The Mayo Clinic says acne and other types of breakouts occur when the hair follicles become plugged with oil and dead skin cells. Normally, the oil-producing sebaceous glands in the skin produce an oily substance to lubricate the hair and skin. This sebum travels up along the hair shaft and then out through the openings of the hair follicles at the surface of the skin. If the sebum does not exit, or becomes mixed with an overabundance of shed skin cells and becomes clogged, it creates an environment ripe for bacteria. The pimple that forms is a byproduct of the inflamed or infected hair follicles.

Scrubbing the skin or using harsh products can exacerbate breakouts. Using a gentle cleanser and being careful with the skin can help alleviate oil and dead skin cells. Should a pimple form, using a dot of toothpaste or even making a paste from an aspirin and water and applying it to a pimple can help shrink it and clear it up faster. Men who want to cover a pimple can dab a small amount of a concealing makeup on the pimple to camouflage the redness.

Oral Health

White teeth are not only for Hollywood stars or models. Everyone can have teeth like a movie star. In addition to keeping teeth clean by flossing, brushing and avoiding foods notorious for staining teeth, you can turn to whitening products available at the dentist or at the neighborhood store to brighten your pearly whites.

While you are focusing on your mouth, pay attention to chapped lips. Applying a lip balm or even petroleum jelly to the lips at night can help alleviate dryness and cracking, making for a more attractive smile.

Hair Care

Men may spend less time primping in the shower and afterward on their hair than women because women's cuts tend to be longer and more complex. However, that doesn't mean men should ignore hair care.

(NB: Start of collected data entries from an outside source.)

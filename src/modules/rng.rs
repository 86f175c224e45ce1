use rand::rngs::StdRng;
use rand::seq::SliceRandom;
use rand::{Rng, SeedableRng};

use crate::modules::animal::Sex;

/// Lowest and highest speed a freshly sampled animal can have.
pub const SPEED_RANGE: (u32, u32) = (1, 100);

/// Seeded source for every random decision the engine makes.
///
/// All draws go through this type so a world built from the same seed and
/// config replays the exact same sequence of shuffles and rolls.
#[derive(Debug, Clone)]
pub struct SimRng {
    inner: StdRng,
}

impl SimRng {
    pub fn new(seed: Option<u64>) -> Self {
        let inner = match seed {
            Some(seed) => StdRng::seed_from_u64(seed),
            None => StdRng::from_entropy(),
        };
        Self { inner }
    }

    pub fn sex(&mut self) -> Sex {
        if self.inner.gen_bool(0.5) {
            Sex::Male
        } else {
            Sex::Female
        }
    }

    pub fn speed(&mut self) -> u32 {
        self.inner.gen_range(SPEED_RANGE.0..=SPEED_RANGE.1)
    }

    /// Uniform draw in `1..=100`.
    pub fn percent(&mut self) -> u32 {
        self.inner.gen_range(1..=100)
    }

    /// Uniform integer perturbation in `-bound..=bound`.
    pub fn variance(&mut self, bound: u32) -> i64 {
        let bound = bound as i64;
        self.inner.gen_range(-bound..=bound)
    }

    /// Uniform draw in `0..=max`.
    pub fn up_to(&mut self, max: u32) -> u32 {
        self.inner.gen_range(0..=max)
    }

    pub fn shuffle<T>(&mut self, items: &mut [T]) {
        items.shuffle(&mut self.inner);
    }
}
use std::fmt;
use std::ops::AddAssign;

use serde::{Deserialize, Serialize};

use crate::modules::animal::{DeathReason, Species};
use crate::modules::tick::Event;
use crate::modules::world::World;

/// Counts of what happened over one or more ticks.
#[derive(Debug, Clone, Copy, Default, PartialEq, Eq, Serialize, Deserialize)]
pub struct TickStats {
    pub moves: u64,
    pub grass_eaten: u64,
    pub mice_born: u64,
    pub owls_born: u64,
    pub conceived: u64,
    pub starved: u64,
    pub old_age: u64,
    pub eaten: u64,
    pub escaped: u64,
}

impl TickStats {
    pub fn record(&mut self, event: &Event) {
        match event {
            Event::Moved { .. } => self.moves = self.moves.saturating_add(1),
            Event::GrassEaten { .. } => self.grass_eaten = self.grass_eaten.saturating_add(1),
            Event::Born {
                species: Species::Mouse,
                ..
            } => self.mice_born = self.mice_born.saturating_add(1),
            Event::Born {
                species: Species::Owl,
                ..
            } => self.owls_born = self.owls_born.saturating_add(1),
            Event::Conceived { .. } => self.conceived = self.conceived.saturating_add(1),
            Event::Died { reason, .. } => match reason {
                DeathReason::Starvation => self.starved = self.starved.saturating_add(1),
                DeathReason::OldAge => self.old_age = self.old_age.saturating_add(1),
                DeathReason::Predation { .. } => self.eaten = self.eaten.saturating_add(1),
            },
            Event::PreyEscaped { .. } => self.escaped = self.escaped.saturating_add(1),
        }
    }

    pub fn from_events<'a>(events: impl IntoIterator<Item = &'a Event>) -> Self {
        let mut stats = Self::default();
        for event in events {
            stats.record(event);
        }
        stats
    }

    pub fn births(&self) -> u64 {
        self.mice_born + self.owls_born
    }

    pub fn deaths(&self) -> u64 {
        self.starved + self.old_age + self.eaten
    }
}

impl AddAssign for TickStats {
    fn add_assign(&mut self, rhs: Self) {
        self.moves += rhs.moves;
        self.grass_eaten += rhs.grass_eaten;
        self.mice_born += rhs.mice_born;
        self.owls_born += rhs.owls_born;
        self.conceived += rhs.conceived;
        self.starved += rhs.starved;
        self.old_age += rhs.old_age;
        self.eaten += rhs.eaten;
        self.escaped += rhs.escaped;
    }
}

#[derive(Debug, Clone, Copy, Default, PartialEq, Eq, Serialize, Deserialize)]
pub struct PopulationCounts {
    pub mice: usize,
    pub owls: usize,
}

impl PopulationCounts {
    pub fn total(&self) -> usize {
        self.mice + self.owls
    }

    pub fn extinct(&self) -> bool {
        self.total() == 0
    }
}

/// Mean speed per species; `None` when the species has died out.
#[derive(Debug, Clone, Copy, Default, PartialEq, Serialize, Deserialize)]
pub struct TraitAverages {
    pub mice: Option<f64>,
    pub owls: Option<f64>,
}

/// One line of population output.
#[derive(Debug, Clone, Copy, PartialEq, Serialize, Deserialize)]
pub struct Summary {
    pub tick: u64,
    pub population: PopulationCounts,
    pub speed: TraitAverages,
}

fn fmt_average(value: Option<f64>) -> String {
    value.map_or_else(|| "N/A".to_string(), |v| format!("{v:.2}"))
}

impl fmt::Display for Summary {
    fn fmt(&self, f: &mut fmt::Formatter<'_>) -> fmt::Result {
        write!(
            f,
            "tick={} mice={} owls={} mouse_speed={} owl_speed={}",
            self.tick,
            self.population.mice,
            self.population.owls,
            fmt_average(self.speed.mice),
            fmt_average(self.speed.owls),
        )
    }
}

impl World {
    pub fn population_counts(&self) -> PopulationCounts {
        PopulationCounts {
            mice: self.mice.len(),
            owls: self.owls.len(),
        }
    }

    /// Average speed of each living population.
    pub fn average_trait(&self) -> TraitAverages {
        let mean = |ids: &[u64]| {
            if ids.is_empty() {
                return None;
            }
            let total: u64 = ids
                .iter()
                .filter_map(|id| self.animals.get(id))
                .map(|animal| animal.speed as u64)
                .sum();
            Some(total as f64 / ids.len() as f64)
        };
        TraitAverages {
            mice: mean(self.mice.as_slice()),
            owls: mean(self.owls.as_slice()),
        }
    }

    pub fn summary(&self) -> Summary {
        Summary {
            tick: self.tick,
            population: self.population_counts(),
            speed: self.average_trait(),
        }
    }
}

While it is not necessary to wash hair every day, do so when hair starts looking unkempt or oily. Stick to shampoos that wash clean and don't leave behind any "shine enhancers" or residues that make your locks limp, particularly if you're thinning up top. Also, conditioners may weigh down hair and cannot be substituted for shampoo.

Hands and Feet

Manicures and pedicures are not just for women. Many men benefit from visiting a nail salon or even a podiatrist to have their digits cared for. At the very least, trimming nails, ensuring hands and feet are clean and moisturized and removing calluses and dead skin are essential when caring for hands and feet.

Athlete's foot, a rash that forms on the surface of the skin and is commonly found on the feet, is caused by a fungus. Keeping feet dry and avoiding walking barefoot in certain areas, such as in gyms or locker rooms, can alleviate cases of athlete's foot. Should a case arise, anti-fungal medication can generally clear it up.